::: Supplied material

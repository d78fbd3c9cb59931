use axum::{
    body::Bytes,
    extract::{rejection::BytesRejection, DefaultBodyLimit, Path, State},
    http::StatusCode,
    response::{IntoResponse, Response},
    routing::{get, post, put},
    Json, Router,
};
use minutes_core::{
    validate_analysis_input, validate_input, MeetingAnalysis, MinutesError, NotesAnalyzerRef,
    TaskResult, TaskSummarizerRef, EXTRACTION_FAILED_MESSAGE,
};
use minutes_records::{MeetingRecords, StoreError, StoredRecord};
use serde::de::DeserializeOwned;
use serde::{Deserialize, Serialize};
use serde_json::Value;
use std::net::SocketAddr;
use std::sync::Arc;
use tower_http::cors::{Any, CorsLayer};
use tower_http::trace::TraceLayer;
use tracing::{error, info, warn};

const SUMMARIZE_INTERNAL_ERROR: &str = "Internal Server Error";
const UNEXPECTED_ERROR: &str = "An unexpected error occurred. Please try again.";
const RECORDS_ERROR: &str = "Failed to access saved records";

/// Largest request body accepted; images arrive base64-encoded inside JSON
pub const MAX_BODY_BYTES: usize = 20 * 1024 * 1024;

/// Application state shared with all routes
#[derive(Clone)]
pub struct AppState {
    analyzer: NotesAnalyzerRef,
    summarizer: TaskSummarizerRef,
    records: Arc<MeetingRecords>,
}

impl AppState {
    pub fn new(
        analyzer: NotesAnalyzerRef,
        summarizer: TaskSummarizerRef,
        records: Arc<MeetingRecords>,
    ) -> Self {
        Self {
            analyzer,
            summarizer,
            records,
        }
    }
}

/// Body of `POST /api/analyze`
#[derive(Debug, Deserialize)]
pub struct AnalyzeRequest {
    #[serde(default)]
    content: String,
    /// Image as a `data:<mime>;base64,<data>` URI
    #[serde(default)]
    image: Option<String>,
}

#[derive(Debug, Serialize)]
pub struct ErrorResponse {
    error: String,
}

/// Error type for HTTP server
#[derive(Debug)]
pub enum ApiError {
    BadRequest(String),
    NotFound(String),
    ExtractionFailed(String),
    /// The request body could not be read, e.g. it exceeds the size limit
    Rejected { status: StatusCode, message: String },
    /// Logged with full detail, reported to the client as `public` only
    InternalError {
        public: &'static str,
        source: anyhow::Error,
    },
}

impl ApiError {
    fn internal(public: &'static str, source: impl Into<anyhow::Error>) -> Self {
        Self::InternalError {
            public,
            source: source.into(),
        }
    }

    fn from_analysis(e: MinutesError) -> Self {
        match e {
            e if e.is_user_error() => Self::BadRequest(e.to_string()),
            MinutesError::ExtractionFailed => {
                Self::ExtractionFailed(EXTRACTION_FAILED_MESSAGE.to_string())
            }
            e => Self::internal(UNEXPECTED_ERROR, e),
        }
    }

    fn from_rejection(rejection: BytesRejection) -> Self {
        Self::Rejected {
            status: rejection.status(),
            message: rejection.body_text(),
        }
    }

    fn from_store(e: StoreError) -> Self {
        match e {
            StoreError::NotFound(msg) => Self::NotFound(msg),
            e => Self::internal(RECORDS_ERROR, e),
        }
    }
}

impl IntoResponse for ApiError {
    fn into_response(self) -> Response {
        let (status, message) = match self {
            Self::BadRequest(message) => (StatusCode::BAD_REQUEST, message),
            Self::NotFound(message) => (StatusCode::NOT_FOUND, message),
            Self::ExtractionFailed(message) => {
                warn!("Extraction failed: {}", message);
                (StatusCode::BAD_GATEWAY, message)
            }
            Self::Rejected { status, message } => {
                warn!(status = status.as_u16(), "Rejected request body: {}", message);
                (status, message)
            }
            Self::InternalError { public, source } => {
                error!(error = %source, "Internal server error");
                (StatusCode::INTERNAL_SERVER_ERROR, public.to_string())
            }
        };
        (status, Json(ErrorResponse { error: message })).into_response()
    }
}

/// Build the router with all routes attached
pub fn router(state: AppState) -> Router {
    // Set up CORS
    let cors = CorsLayer::new()
        .allow_origin(Any)
        .allow_methods(Any)
        .allow_headers(Any);

    Router::new()
        .route("/", get(health))
        .route("/api/summarize", post(handle_summarize))
        .route("/api/analyze", post(handle_analyze))
        .route("/api/records", get(list_records).post(create_record))
        .route(
            "/api/records/:index",
            put(update_record).delete(delete_record),
        )
        .layer(DefaultBodyLimit::max(MAX_BODY_BYTES))
        .layer(TraceLayer::new_for_http())
        .layer(cors)
        .with_state(state)
}

/// Start the HTTP server
pub async fn run_server(state: AppState, addr: SocketAddr) -> anyhow::Result<()> {
    info!("Starting HTTP server on {}", addr);

    axum::Server::bind(&addr)
        .serve(router(state).into_make_service())
        .with_graceful_shutdown(shutdown_signal())
        .await
        .map_err(|e| anyhow::anyhow!("Failed to start HTTP server: {}", e))
}

async fn shutdown_signal() {
    if let Err(e) = tokio::signal::ctrl_c().await {
        error!(error = %e, "Failed to listen for shutdown signal");
        return;
    }
    info!("Shutdown signal received");
}

/// Health check handler
async fn health() -> impl IntoResponse {
    "Minute Master is running"
}

fn parse_body<T: DeserializeOwned>(body: Result<Bytes, BytesRejection>) -> Result<T, ApiError> {
    let body = body.map_err(ApiError::from_rejection)?;
    serde_json::from_slice(&body)
        .map_err(|e| ApiError::BadRequest(format!("Invalid request body: {}", e)))
}

fn parse_index(raw: &str) -> Result<usize, ApiError> {
    raw.parse()
        .map_err(|_| ApiError::BadRequest(format!("Invalid record index: {}", raw)))
}

/// Summarize text into `{summary, tasks}`.
///
/// A missing or null `text` is validated as empty text. A body that is not
/// JSON, or a `text` that is not a string, is reported as an internal error.
async fn handle_summarize(
    State(state): State<AppState>,
    body: Result<Bytes, BytesRejection>,
) -> Result<Json<TaskResult>, ApiError> {
    let body = body.map_err(ApiError::from_rejection)?;
    let payload: Value = serde_json::from_slice(&body)
        .map_err(|e| ApiError::internal(SUMMARIZE_INTERNAL_ERROR, e))?;
    let text = match payload.get("text") {
        None | Some(Value::Null) => "",
        Some(Value::String(text)) => text.as_str(),
        Some(other) => {
            return Err(ApiError::internal(
                SUMMARIZE_INTERNAL_ERROR,
                anyhow::anyhow!("text is not a string: {}", other),
            ));
        }
    };

    validate_input(text).map_err(|e| ApiError::BadRequest(e.to_string()))?;

    let result = state
        .summarizer
        .summarize(text)
        .await
        .map_err(|e| ApiError::internal(SUMMARIZE_INTERNAL_ERROR, e))?;
    Ok(Json(result))
}

/// Extract a full meeting analysis from text and/or an image
async fn handle_analyze(
    State(state): State<AppState>,
    body: Result<Bytes, BytesRejection>,
) -> Result<Json<MeetingAnalysis>, ApiError> {
    let request: AnalyzeRequest = parse_body(body)?;
    let image = request.image.as_deref();

    validate_analysis_input(&request.content, image)
        .map_err(|e| ApiError::BadRequest(e.to_string()))?;

    info!(
        strategy = state.analyzer.strategy_name(),
        has_image = image.is_some(),
        "Analyzing notes"
    );
    let analysis = state
        .analyzer
        .analyze(&request.content, image)
        .await
        .map_err(ApiError::from_analysis)?;
    Ok(Json(analysis))
}

async fn list_records(
    State(state): State<AppState>,
) -> Result<Json<Vec<StoredRecord>>, ApiError> {
    let records = state.records.list().await.map_err(ApiError::from_store)?;
    Ok(Json(records))
}

async fn create_record(
    State(state): State<AppState>,
    body: Result<Bytes, BytesRejection>,
) -> Result<(StatusCode, Json<StoredRecord>), ApiError> {
    let analysis: MeetingAnalysis = parse_body(body)?;
    let record = state
        .records
        .save(analysis)
        .await
        .map_err(ApiError::from_store)?;
    Ok((StatusCode::CREATED, Json(record)))
}

async fn update_record(
    State(state): State<AppState>,
    Path(index): Path<String>,
    body: Result<Bytes, BytesRejection>,
) -> Result<Json<StoredRecord>, ApiError> {
    let index = parse_index(&index)?;
    let analysis: MeetingAnalysis = parse_body(body)?;
    let record = state
        .records
        .update(index, analysis)
        .await
        .map_err(ApiError::from_store)?;
    Ok(Json(record))
}

async fn delete_record(
    State(state): State<AppState>,
    Path(index): Path<String>,
) -> Result<StatusCode, ApiError> {
    let index = parse_index(&index)?;
    state
        .records
        .delete(index)
        .await
        .map_err(ApiError::from_store)?;
    Ok(StatusCode::NO_CONTENT)
}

::::::

Assignment: Starting with the line that holds "Router::new()" and ending with the line that holds "let payload: Value", retype every line in the data above exactly, and nothing else.

Result of this task:
    Router::new()
        .route("/", get(health))
        .route("/api/summarize", post(handle_summarize))
        .route("/api/analyze", post(handle_analyze))
        .route("/api/records", get(list_records).post(create_record))
        .route(
            "/api/records/:index",
            put(update_record).delete(delete_record),
        )
        .layer(DefaultBodyLimit::max(MAX_BODY_BYTES))
        .layer(TraceLayer::new_for_http())
        .layer(cors)
        .with_state(state)
}

/// Start the HTTP server
pub async fn run_server(state: AppState, addr: SocketAddr) -> anyhow::Result<()> {
    info!("Starting HTTP server on {}", addr);

    axum::Server::bind(&addr)
        .serve(router(state).into_make_service())
        .with_graceful_shutdown(shutdown_signal())
        .await
        .map_err(|e| anyhow::anyhow!("Failed to start HTTP server: {}", e))
}

async fn shutdown_signal() {
    if let Err(e) = tokio::signal::ctrl_c().await {
        error!(error = %e, "Failed to listen for shutdown signal");
        return;
    }
    info!("Shutdown signal received");
}

/// Health check handler
async fn health() -> impl IntoResponse {
    "Minute Master is running"
}

fn parse_body<T: DeserializeOwned>(body: Result<Bytes, BytesRejection>) -> Result<T, ApiError> {
    let body = body.map_err(ApiError::from_rejection)?;
    serde_json::from_slice(&body)
        .map_err(|e| ApiError::BadRequest(format!("Invalid request body: {}", e)))
}

fn parse_index(raw: &str) -> Result<usize, ApiError> {
    raw.parse()
        .map_err(|_| ApiError::BadRequest(format!("Invalid record index: {}", raw)))
}

/// Summarize text into `{summary, tasks}`.
///
/// A missing or null `text` is validated as empty text. A body that is not
/// JSON, or a `text` that is not a string, is reported as an internal error.
async fn handle_summarize(
    State(state): State<AppState>,
    body: Result<Bytes, BytesRejection>,
) -> Result<Json<TaskResult>, ApiError> {
    let body = body.map_err(ApiError::from_rejection)?;
    let payload: Value = serde_json::from_slice(&body)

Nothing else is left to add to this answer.